### DATA EXTRACT:

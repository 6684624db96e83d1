// diag.rs — Diagnostics collected alongside expansion results
//
// Composite-local operations never throw for soft problems; they return a
// best-effort result plus the diagnostics below. Errors here are the
// non-fatal kind (cycle placeholders, configuration placeholders); fatal
// resolution failures are `ExpandError`s instead.
//
// Preconditions: none (types only).
// Postconditions: none (types only).
// Failure modes: none.
// Side effects: none.

use std::fmt;

use serde::Serialize;

use crate::id::ComponentIdx;

// ── Diagnostic code ──────────────────────────────────────────────────────

/// A stable diagnostic code (e.g., `E0101`, `W0301`).
///
/// Codes are `&'static str` constants defined in the `codes` module. Once
/// assigned, a code keeps its meaning.
#[derive(Debug, Clone, Copy, PartialEq, Eq, Hash, Serialize)]
#[serde(transparent)]
pub struct DiagCode(pub &'static str);

impl fmt::Display for DiagCode {
    fn fmt(&self, f: &mut fmt::Formatter<'_>) -> fmt::Result {
        write!(f, "{}", self.0)
    }
}

pub mod codes {
    use super::DiagCode;

    /// `numComponents` given without `createComponentOfType`.
    pub const E0101: DiagCode = DiagCode("E0101");
    /// Required attribute missing (e.g. `extract` without `prop`).
    pub const E0102: DiagCode = DiagCode("E0102");
    /// Copy/extract resolves to itself or an ancestor.
    pub const E0201: DiagCode = DiagCode("E0201");
    /// Requested prop is not a public state variable of the source.
    pub const W0301: DiagCode = DiagCode("W0301");
    /// `assignNames` has more names than replacements.
    pub const W0302: DiagCode = DiagCode("W0302");
    /// `target` names no component.
    pub const W0303: DiagCode = DiagCode("W0303");
    /// `sourceIndex` or `propIndex` outside the available range.
    pub const W0304: DiagCode = DiagCode("W0304");
    /// Sequence longer than `max_sequence_length`; the tail is dropped.
    pub const W0305: DiagCode = DiagCode("W0305");
}

// ── Severity level ───────────────────────────────────────────────────────

#[derive(Debug, Clone, Copy, PartialEq, Eq, Serialize)]
#[serde(rename_all = "lowercase")]
pub enum DiagLevel {
    Error,
    Warning,
}

// ── Diagnostic ───────────────────────────────────────────────────────────

/// A diagnostic emitted while expanding or recomputing a composite.
#[derive(Debug, Clone, Serialize)]
pub struct Diagnostic {
    pub code: Option<DiagCode>,
    pub level: DiagLevel,
    /// The composite being expanded when the diagnostic was raised.
    pub component: Option<ComponentIdx>,
    pub message: String,
    #[serde(skip_serializing_if = "Option::is_none")]
    pub hint: Option<String>,
}

impl Diagnostic {
    /// Create a new diagnostic with no code, component, or hint.
    pub fn new(level: DiagLevel, message: impl Into<String>) -> Self {
        Self {
            code: None,
            level,
            component: None,
            message: message.into(),
            hint: None,
        }
    }

    pub fn error(message: impl Into<String>) -> Self {
        Self::new(DiagLevel::Error, message)
    }

    pub fn warning(message: impl Into<String>) -> Self {
        Self::new(DiagLevel::Warning, message)
    }

    /// Attach a stable diagnostic code.
    pub fn with_code(mut self, code: DiagCode) -> Self {
        self.code = Some(code);
        self
    }

    /// Attach the composite the diagnostic concerns.
    pub fn at(mut self, component: ComponentIdx) -> Self {
        self.component = Some(component);
        self
    }

    /// Attach a remediation hint.
    pub fn with_hint(mut self, hint: impl Into<String>) -> Self {
        self.hint = Some(hint.into());
        self
    }

    pub fn is_error(&self) -> bool {
        self.level == DiagLevel::Error
    }
}

impl fmt::Display for Diagnostic {
    fn fmt(&self, f: &mut fmt::Formatter<'_>) -> fmt::Result {
        let level = match self.level {
            DiagLevel::Error => "error",
            DiagLevel::Warning => "warning",
        };
        if let Some(code) = &self.code {
            write!(f, "{}[{}]: {}", level, code, self.message)?;
        } else {
            write!(f, "{}: {}", level, self.message)?;
        }
        if let Some(component) = &self.component {
            write!(f, " (at {})", component)?;
        }
        if let Some(hint) = &self.hint {
            write!(f, "\n  hint: {}", hint)?;
        }
        Ok(())
    }
}

/// Split a diagnostics list into (errors, warnings) views.
pub fn partition(diags: &[Diagnostic]) -> (Vec<&Diagnostic>, Vec<&Diagnostic>) {
    diags.iter().partition(|d| d.is_error())
}
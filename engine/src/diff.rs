// diff.rs — Replacement diff engine
//
// Compares freshly computed per-source batches with the workspace's record
// of the previous sources and the live replacement slots, and emits the
// patch that turns one into the other:
//
//   1. No-op: zero sources before and after → no patches, unless leftover
//      filler is still live, which is deleted.
//   2. Walk sources in order; a source is patched in place while its
//      identity, prop bindings, replacement count, and live slots are
//      unchanged. Per item, unlinked replacements with comparable state
//      emit `updateStateVariables`; a lone replacement whose type changed
//      is swapped in its own slot.
//   3. The first source that fails (1) forces a recreate of itself and of
//      every later source: one `add` spanning from its first slot to the
//      end of the list.
//   4. If no recreate happened and sources were dropped, trailing spans are
//      deleted or withheld according to the shrink policy.
//
// Preconditions: `live` lists the composite's materialized replacements in
//                order, withheld trailing entries included.
// Postconditions: applying the patches yields the fresh type/shadow
//                 sequence; the workspace records the new sources.
// Failure modes: none.
// Side effects: updates `ws.sources` and identifier scopes of recreated
//               sources.

use std::collections::BTreeMap;

use tracing::trace;

use crate::composite::{SourceBatch, SourceRecord, Workspace};
use crate::id::ComponentIdx;
use crate::patch::ReplacementChange;
use crate::serialized::SerializedComponent;
use crate::value::Value;

/// What happens to trailing replacements when sources disappear.
#[derive(Debug, Clone, Copy, PartialEq, Eq)]
pub enum ShrinkPolicy {
    Delete,
    /// Keep them materialized but hidden; a later regrow re-shows them.
    Withhold,
}

/// A materialized replacement slot as the diff engine sees it.
#[derive(Debug, Clone, PartialEq)]
pub struct LiveSlot {
    pub component: ComponentIdx,
    /// False when the slot's component was removed from the tree.
    pub alive: bool,
    pub component_type: String,
    pub shadow_target: Option<(ComponentIdx, Option<String>)>,
    pub state: BTreeMap<String, Value>,
}

impl LiveSlot {
    pub fn dead(component: ComponentIdx) -> Self {
        Self {
            component,
            alive: false,
            component_type: String::new(),
            shadow_target: None,
            state: BTreeMap::new(),
        }
    }
}
#[derive(Debug, Clone)]
pub struct CompositeState {
    pub kind: CompositeKind,
    pub status: CompositeStatus,
    /// Materialized replacements, withheld trailing entries included.
    pub replacements: Vec<ComponentIdx>,
    pub replacements_to_withhold: usize,
    pub workspace: Workspace,
    /// Declared-dependency values at the last expansion.
    pub snapshot: Option<BTreeMap<String, Value>>,
}

impl CompositeState {
    pub fn new(kind: CompositeKind) -> Self {
        Self {
            kind,
            status: CompositeStatus::Unexpanded,
            replacements: Vec::new(),
            replacements_to_withhold: 0,
            workspace: Workspace::default(),
            snapshot: None,
        }
    }

    /// Replacements not hidden by the withheld count.
    pub fn active_replacements(&self) -> &[ComponentIdx] {
        let n = self
            .replacements
            .len()
            .saturating_sub(self.replacements_to_withhold);
        &self.replacements[..n]
    }
}

// ── Batches ─────────────────────────────────────────────────────────────────

/// Replacements produced for one logical source.
#[derive(Debug, Clone, PartialEq)]
pub struct SourceBatch {
    pub identity: SourceIdentity,
    /// Prop variables the replacements are bound to, one per replacement
    /// for prop projections; empty otherwise.
    pub prop_variables: Vec<String>,
    pub replacements: Vec<SerializedComponent>,
    /// Compare `state` of unlinked replacements and patch it in place.
    pub compare_state: bool,
}

impl SourceBatch {
    pub fn new(identity: SourceIdentity) -> Self {
        Self {
            identity,
            prop_variables: Vec::new(),
            replacements: Vec::new(),
            compare_state: false,
        }
    }

    pub fn record(&self) -> SourceRecord {
        SourceRecord {
            identity: self.identity.clone(),
            prop_variables: self.prop_variables.clone(),
            count: self.replacements.len(),
            identifiers: self
                .replacements
                .iter()
                .flat_map(|r| r.identifiers())
                .collect(),
        }
    }
}
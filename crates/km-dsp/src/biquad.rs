//! Block-processing biquad with explicit cross-block history.
//!
//! The K-weighting stages filter whole blocks at a time, so instead of the
//! usual per-sample `z1`/`z2` state this biquad keeps the last two input and
//! output samples of the previous block and reaches into them for the first
//! two samples of the next one. Processing and history update are separate
//! steps: `process` is pure with respect to the state, `push_history` commits
//! a finished block.

use km_core::Sample;

/// Outputs with magnitude below this are written as exactly 0.0
/// (1e-20 corresponds to -400 dBFS). Keeps denormals out of the feedback
/// path, where they stall some CPUs.
const DENORMAL_FLUSH: Sample = 1e-20;

/// Second-order filter coefficients.
///
/// Row layout follows the bilinear-transform tables: `feedforward` holds
/// `b0, b1, b2`; `feedback` holds the *negated* `a1, a2` at indices 1 and 2,
/// so the difference equation is a plain sum:
///
/// ```text
/// y[n] = ff[0]·x[n] + ff[1]·x[n-1] + ff[2]·x[n-2]
///      + fb[1]·y[n-1] + fb[2]·y[n-2]
/// ```
///
/// `feedback[0]` is fixed at -1.0 and never read; it mirrors the `a0` slot
/// of the coefficient tables this layout was lifted from.
#[derive(Debug, Clone, Copy, PartialEq)]
pub struct BiquadCoeffs {
    pub feedforward: [Sample; 3],
    pub feedback: [Sample; 3],
}

impl Default for BiquadCoeffs {
    fn default() -> Self {
        Self::bypass()
    }
}

impl BiquadCoeffs {
    /// Unity-gain passthrough.
    pub fn bypass() -> Self {
        Self {
            feedforward: [1.0, 0.0, 0.0],
            feedback: [-1.0, 0.0, 0.0],
        }
    }

    /// Zeroed coefficients (silence), used while a rebuild is pending.
    pub fn zeroed() -> Self {
        Self {
            feedforward: [0.0; 3],
            feedback: [-1.0, 0.0, 0.0],
        }
    }
}

/// Per-channel biquad history: the last two input and output samples of the
/// previously processed block. Index 0 is the older sample (`n-2`), index 1
/// the newer (`n-1`).
#[derive(Debug, Clone, Copy, Default)]
pub struct BiquadState {
    input: [Sample; 2],
    output: [Sample; 2],
}

impl BiquadState {
    /// Apply the biquad to `input`, writing into `output`.
    ///
    /// The first two samples reach into the stored history; the state itself
    /// is not modified (call [`push_history`] once the block is accepted).
    /// Every output sample passes the denormal flush.
    ///
    /// [`push_history`]: BiquadState::push_history
    pub fn process(&self, coeffs: &BiquadCoeffs, input: &[Sample], output: &mut [Sample]) {
        debug_assert_eq!(input.len(), output.len());

        let ff = &coeffs.feedforward;
        let fb = &coeffs.feedback;

        for n in 0..input.len() {
            let (x1, x2) = match n {
                0 => (self.input[1], self.input[0]),
                1 => (input[0], self.input[1]),
                _ => (input[n - 1], input[n - 2]),
            };
            let (y1, y2) = match n {
                0 => (self.output[1], self.output[0]),
                1 => (output[0], self.output[1]),
                _ => (output[n - 1], output[n - 2]),
            };

            let mut y = ff[0] * input[n] + ff[1] * x1 + ff[2] * x2 + fb[1] * y1 + fb[2] * y2;

            if y.abs() < DENORMAL_FLUSH {
                y = 0.0;
            }

            output[n] = y;
        }
    }

    /// Commit a processed block: store its trailing two input and output
    /// samples as the history for the next block.
    pub fn push_history(&mut self, input: &[Sample], output: &[Sample]) {
        debug_assert_eq!(input.len(), output.len());

        match input.len() {
            0 => {}
            1 => {
                self.input = [self.input[1], input[0]];
                self.output = [self.output[1], output[0]];
            }
            n => {
                self.input = [input[n - 2], input[n - 1]];
                self.output = [output[n - 2], output[n - 1]];
            }
        }
    }

    /// Clear the history (used on every coefficient rebuild).
    pub fn reset(&mut self) {
        self.input = [0.0; 2];
        self.output = [0.0; 2];
    }
}

#[cfg(test)]
mod tests {
    use super::*;

    /// A mild, stable low-pass used purely as test vehicle.
    fn test_coeffs() -> BiquadCoeffs {
        BiquadCoeffs {
            feedforward: [0.2, 0.3, 0.1],
            feedback: [-1.0, 0.4, -0.1],
        }
    }

    #[test]
    fn test_bypass_is_identity() {
        let coeffs = BiquadCoeffs::bypass();
        let state = BiquadState::default();
        let input = [0.5, -0.25, 1.0, 0.0];
        let mut output = [0.0; 4];
        state.process(&coeffs, &input, &mut output);
        assert_eq!(output, input);
    }

    #[test]
    fn test_block_split_matches_single_pass() {
        let coeffs = test_coeffs();
        let input: Vec<Sample> = (0..64).map(|i| ((i * 7 % 13) as Sample - 6.0) / 6.0).collect();

        // One pass over the whole signal
        let mut whole = vec![0.0; 64];
        let state = BiquadState::default();
        state.process(&coeffs, &input, &mut whole);

        // Two passes of 32 samples with a history push in between
        let mut state = BiquadState::default();
        let mut first = vec![0.0; 32];
        state.process(&coeffs, &input[..32], &mut first);
        state.push_history(&input[..32], &first);
        let mut second = vec![0.0; 32];
        state.process(&coeffs, &input[32..], &mut second);

        for i in 0..32 {
            assert!(
                (whole[i] - first[i]).abs() < 1e-6,
                "sample {i}: {} vs {}",
                whole[i],
                first[i]
            );
            assert!(
                (whole[32 + i] - second[i]).abs() < 1e-6,
                "sample {}: {} vs {}",
                32 + i,
                whole[32 + i],
                second[i]
            );
        }
    }

    #[test]
    fn test_denormal_flush() {
        let coeffs = test_coeffs();
        let state = BiquadState::default();
        let input = [1e-25, -1e-30, 1e-22, 0.0];
        let mut output = [1.0; 4];
        state.process(&coeffs, &input, &mut output);
        assert!(output.iter().all(|&y| y == 0.0));
    }

    #[test]
    fn test_push_history_stores_last_two() {
        let mut state = BiquadState::default();
        let input = [1.0, 2.0, 3.0, 4.0];
        let output = [5.0, 6.0, 7.0, 8.0];
        state.push_history(&input, &output);
        assert_eq!(state.input, [3.0, 4.0]);
        assert_eq!(state.output, [7.0, 8.0]);
    }

    #[test]
    fn test_push_history_single_sample_shifts() {
        let mut state = BiquadState::default();
        state.push_history(&[1.0], &[2.0]);
        state.push_history(&[3.0], &[4.0]);
        assert_eq!(state.input, [1.0, 3.0]);
        assert_eq!(state.output, [2.0, 4.0]);
    }

    #[test]
    fn test_reset() {
        let mut state = BiquadState::default();
        state.push_history(&[1.0, 2.0], &[3.0, 4.0]);
        state.reset();
        assert_eq!(state.input, [0.0; 2]);
        assert_eq!(state.output, [0.0; 2]);
    }
}
//! km-core: sample types and meter calibration shared by the K-System
//! loudness engine.
//!
//! This crate is deliberately small: the `Sample` alias and the multichannel
//! `SampleBlock` live here so that DSP crates and host plumbing agree on the
//! data layout, and `ballistics` exposes the level/decibel conversions the
//! meter display is calibrated against.

pub mod ballistics;
pub mod sample;

pub use ballistics::{decibel2level, level2decibel, METER_MINIMUM_DECIBEL};
pub use sample::{Sample, SampleBlock};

### WHAT THE TASK ASKS:
Copy each line above that has the word "CompositeKind".

### OUTPUT OF THE TASK:
    pub kind: CompositeKind,
    pub fn new(kind: CompositeKind) -> Self {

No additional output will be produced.